L’insularité est une maison

Portrait de l’artiste comme territoire avec Alphiya Joncas.

Texte — Eve Laliberté

J’ai rencontré Alphiya Joncas en même temps que les iles de la Madeleine, il y a de cela environ huit mois. C’était quelques jours avant le début du confinement; nous étions loin de nous douter de ce qu’il adviendrait de nos relations sociales, de nos projets de voyage et de nos habitudes de vie.

Alphiya est née en Russie en 1993 et est arrivée aux iles à l’âge de deux ans. Après un parcours qui l’a notamment menée à Québec, où elle a fait des études en art visuel, elle est revenue s’établir sur l’archipel en 2018, afin de continuer à développer sa pratique multidisciplinaire.
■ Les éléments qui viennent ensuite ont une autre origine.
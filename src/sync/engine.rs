//! The sync engine: keeps a local snapshot of the crowdfunding contract eventually consistent
//! with the chain.
//!
//! A refresh issues the six top-level reads (owner, balance, fees and the three campaign id
//! lists) concurrently, then the per-campaign detail reads, and only then assembles and
//! publishes a new snapshot. The reads are not transactionally consistent with each other;
//! the snapshot is a best-effort point-in-time view.
//!
//! Every contract event starts another full refresh in the background. Refreshes may overlap
//! and are not cancelled; under the default [`RefreshPolicy::LastCompletionWins`] whichever
//! completes last determines the published snapshot.

use crate::contract::{ContractGateway, Subscription};
use crate::sync::events::{EventDispatcher, EventLogHandler, ResyncHandler};
use crate::sync::refresh_tracker::{RefreshStats, RefreshTracker};
use crate::sync::snapshot::{Campaign, ContractSnapshot, SyncedSnapshot};
use crate::sync::types::{EngineConfig, RefreshPolicy, SyncError, SyncState};
use crate::utils::to_display_units;
use crate::wallet::Identity;

use chrono::Utc;
use ethers::types::U256;
use futures::future::try_join_all;
use std::sync::Arc;
use std::sync::atomic::{AtomicBool, Ordering};
use tokio::sync::{Mutex, watch};
use tracing::{debug, info, warn};

/// Owns the canonical snapshot and the contract event subscription.
///
/// Cloning is cheap; clones share the same engine.
#[derive(Clone)]
pub struct SyncEngine {
	core: Arc<EngineCore>,
}

struct EngineCore {
	gateway: Arc<dyn ContractGateway>,
	config: EngineConfig,
	identity: watch::Sender<Option<Identity>>,
	state: watch::Sender<SyncState>,
	/// The single published snapshot; replaced, never mutated.
	snapshot: watch::Sender<Option<Arc<SyncedSnapshot>>>,
	/// At most one subscription per session.
	subscription: Mutex<Option<Subscription>>,
	/// Set while a subscription is open; `Synced` requires it.
	listening: AtomicBool,
	tracker: RefreshTracker,
}

impl SyncEngine {
	pub fn new(gateway: Arc<dyn ContractGateway>, config: EngineConfig) -> Self {
		let (identity, _) = watch::channel(None);
		let (state, _) = watch::channel(SyncState::Idle);
		let (snapshot, _) = watch::channel(None);

		Self {
			core: Arc::new(EngineCore {
				gateway,
				config,
				identity,
				state,
				snapshot,
				subscription: Mutex::new(None),
				listening: AtomicBool::new(false),
				tracker: RefreshTracker::new(),
			}),
		}
	}

	/// Start a session for `identity`: full refresh, then the event subscription.
	///
	/// The subscription is opened even if the first refresh fails, so the next contract event
	/// retries it. Calling `start` again while a session is active refreshes without opening a
	/// second subscription, unless the previous event stream has ended.
	///
	/// The state only reaches `Synced` once the subscription is open. If subscribing fails the
	/// refreshed snapshot is still published but the state stays `Syncing`.
	pub async fn start(&self, identity: Identity) -> Result<Arc<SyncedSnapshot>, SyncError> {
		info!("Starting sync session for {}", identity);
		self.core.identity.send_replace(Some(identity));
		self.core.state.send_replace(SyncState::Syncing);
		self.drop_ended_subscription().await;

		let refreshed = self.core.refresh().await;
		self.ensure_subscribed().await?;

		if refreshed.is_ok() && self.core.tracker.in_flight() == 0 {
			self.core.state.send_if_modified(|state| {
				let settle = *state == SyncState::Syncing;
				if settle {
					*state = SyncState::Synced;
				}
				settle
			});
		}
		refreshed
	}

	/// Run a full refresh now.
	///
	/// Returns the snapshot this refresh assembled. Refused without touching the gateway while
	/// the engine is idle.
	pub async fn refresh(&self) -> Result<Arc<SyncedSnapshot>, SyncError> {
		self.core.refresh().await
	}

	/// Start a full refresh in the background without waiting for it.
	pub fn trigger_refresh(&self) {
		EngineCore::spawn_refresh(self.core.clone());
	}

	/// End the session: unsubscribe, forget the identity and the snapshot, go idle.
	///
	/// Refreshes still in flight complete but are not published.
	pub async fn stop(&self) {
		if let Some(subscription) = self.core.subscription.lock().await.take() {
			subscription.unsubscribe();
		}
		self.core.listening.store(false, Ordering::SeqCst);
		self.core.identity.send_replace(None);
		self.core.state.send_replace(SyncState::Idle);
		self.core.snapshot.send_replace(None);
		info!("Sync session stopped: {}", self.core.tracker.stats().summary());
	}

	pub fn state(&self) -> SyncState {
		*self.core.state.borrow()
	}

	pub fn identity(&self) -> Option<Identity> {
		self.core.identity.borrow().clone()
	}

	pub fn snapshot(&self) -> Option<Arc<SyncedSnapshot>> {
		self.core.snapshot.borrow().clone()
	}

	/// Read-only view of the published snapshot.
	pub fn subscribe_snapshot(&self) -> watch::Receiver<Option<Arc<SyncedSnapshot>>> {
		self.core.snapshot.subscribe()
	}

	pub fn subscribe_state(&self) -> watch::Receiver<SyncState> {
		self.core.state.subscribe()
	}

	pub fn stats(&self) -> RefreshStats {
		self.core.tracker.stats()
	}

	/// True while the event subscription is open and its stream has not ended.
	pub async fn is_subscribed(&self) -> bool {
		self.core
			.subscription
			.lock()
			.await
			.as_ref()
			.is_some_and(Subscription::is_active)
	}

	async fn drop_ended_subscription(&self) {
		let mut slot = self.core.subscription.lock().await;
		let ended = slot.as_ref().is_some_and(|s| !s.is_active());
		if ended {
			warn!("Contract event stream ended, resubscribing");
			if let Some(subscription) = slot.take() {
				subscription.unsubscribe();
			}
			self.core.listening.store(false, Ordering::SeqCst);
		}
	}

	async fn ensure_subscribed(&self) -> Result<(), SyncError> {
		let mut slot = self.core.subscription.lock().await;
		if slot.is_some() {
			debug!("Event subscription already active");
			return Ok(());
		}

		let core = Arc::downgrade(&self.core);
		let mut dispatcher = EventDispatcher::new();
		dispatcher.register_handler(Arc::new(EventLogHandler::default()));
		dispatcher.register_handler(Arc::new(ResyncHandler::new(move || {
			if let Some(core) = core.upgrade() {
				EngineCore::spawn_refresh(core);
			}
		})));

		let subscription = self
			.core
			.gateway
			.subscribe_all(Arc::new(dispatcher))
			.await
			.map_err(|e| SyncError::SubscriptionError(e.to_string()))?;

		info!("Listening for contract events");
		*slot = Some(subscription);
		self.core.listening.store(true, Ordering::SeqCst);
		Ok(())
	}
}

impl EngineCore {
	fn spawn_refresh(core: Arc<EngineCore>) {
		tokio::spawn(async move {
			match core.refresh().await {
				Ok(_) => {}
				Err(SyncError::Idle) => debug!("Skipped event-triggered refresh: engine idle"),
				Err(e) => warn!("Event-triggered refresh failed: {}", e),
			}
		});
	}

	async fn refresh(&self) -> Result<Arc<SyncedSnapshot>, SyncError> {
		let idle = *self.state.borrow() == SyncState::Idle;
		if idle {
			debug!("Refresh refused: no active session");
			return Err(SyncError::Idle);
		}

		let generation = self.tracker.begin();
		self.state.send_replace(SyncState::Syncing);
		debug!("Refresh #{} started", generation);

		match self.fetch().await {
			Ok(contract) => self.complete(generation, contract),
			Err(e) => {
				let remaining = self.tracker.record_failed();
				warn!(
					"Refresh #{} failed, keeping previous snapshot ({} still in flight): {}",
					generation, remaining, e
				);
				Err(e)
			}
		}
	}

	fn complete(
		&self,
		generation: u64,
		contract: ContractSnapshot,
	) -> Result<Arc<SyncedSnapshot>, SyncError> {
		let completion = self.tracker.record_completed(generation);

		let stopped = *self.state.borrow() == SyncState::Idle;
		if stopped {
			debug!("Discarding refresh #{}: session stopped", generation);
			return Err(SyncError::Idle);
		}
		if !completion.in_order {
			warn!(
				"Refresh #{} completed after a newer refresh had already completed",
				generation
			);
		}

		let snapshot = Arc::new(SyncedSnapshot {
			generation,
			refreshed_at: Utc::now(),
			contract,
		});

		let policy = self.config.refresh_policy;
		let published = self.snapshot.send_if_modified(|current| {
			let superseded = policy == RefreshPolicy::LatestTriggerWins
				&& current.as_ref().is_some_and(|c| c.generation > generation);
			if superseded {
				return false;
			}
			*current = Some(snapshot.clone());
			true
		});

		if published {
			info!(
				"Published snapshot #{}: {} live, {} fulfilled, {} cancelled campaigns",
				generation,
				snapshot.live.len(),
				snapshot.fulfilled.len(),
				snapshot.cancelled.len()
			);
		} else {
			debug!("Refresh #{} superseded by a newer snapshot", generation);
		}

		if completion.remaining == 0 && self.listening.load(Ordering::SeqCst) {
			self.state.send_replace(SyncState::Synced);
		}
		Ok(snapshot)
	}

	async fn fetch(&self) -> Result<ContractSnapshot, SyncError> {
		let gateway = self.gateway.as_ref();
		let (owner, balance, fees, live_ids, fulfilled_ids, cancelled_ids) = tokio::try_join!(
			gateway.owner(),
			gateway.contract_balance(),
			gateway.total_fees(),
			gateway.active_campaign_ids(),
			gateway.fulfilled_campaign_ids(),
			gateway.cancelled_campaign_ids(),
		)?;

		let (live, fulfilled, cancelled) = tokio::try_join!(
			self.load_campaigns(&live_ids),
			self.load_campaigns(&fulfilled_ids),
			self.load_campaigns(&cancelled_ids),
		)?;

		Ok(ContractSnapshot {
			owner: Identity::from_address(owner),
			balance: to_display_units(balance)?,
			collected_fees: to_display_units(fees)?,
			live,
			fulfilled,
			cancelled,
		})
	}

	async fn load_campaigns(&self, ids: &[U256]) -> Result<Vec<Campaign>, SyncError> {
		let details = try_join_all(ids.iter().map(|id| self.gateway.campaign_detail(*id))).await?;
		ids.iter()
			.zip(details)
			.map(|(id, detail)| Campaign::from_detail(*id, detail).map_err(SyncError::from))
			.collect()
	}
}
Lors de notre première rencontre, j’ai été marquée par son mode de vie nomade, puisque celui-ci faisait écho à une curiosité qui m’habitait depuis un certain temps déjà.

Alphiya se promenait de demeure en demeure pour veiller sur les animaux et les logis de propriétaires absents. Ainsi, elle a résidé dans des maisons sur des buttes; des maisons au bord de la mer; des maisons dans les bois. Elle a apprivoisé le son du vent sur chacune d’entre elles.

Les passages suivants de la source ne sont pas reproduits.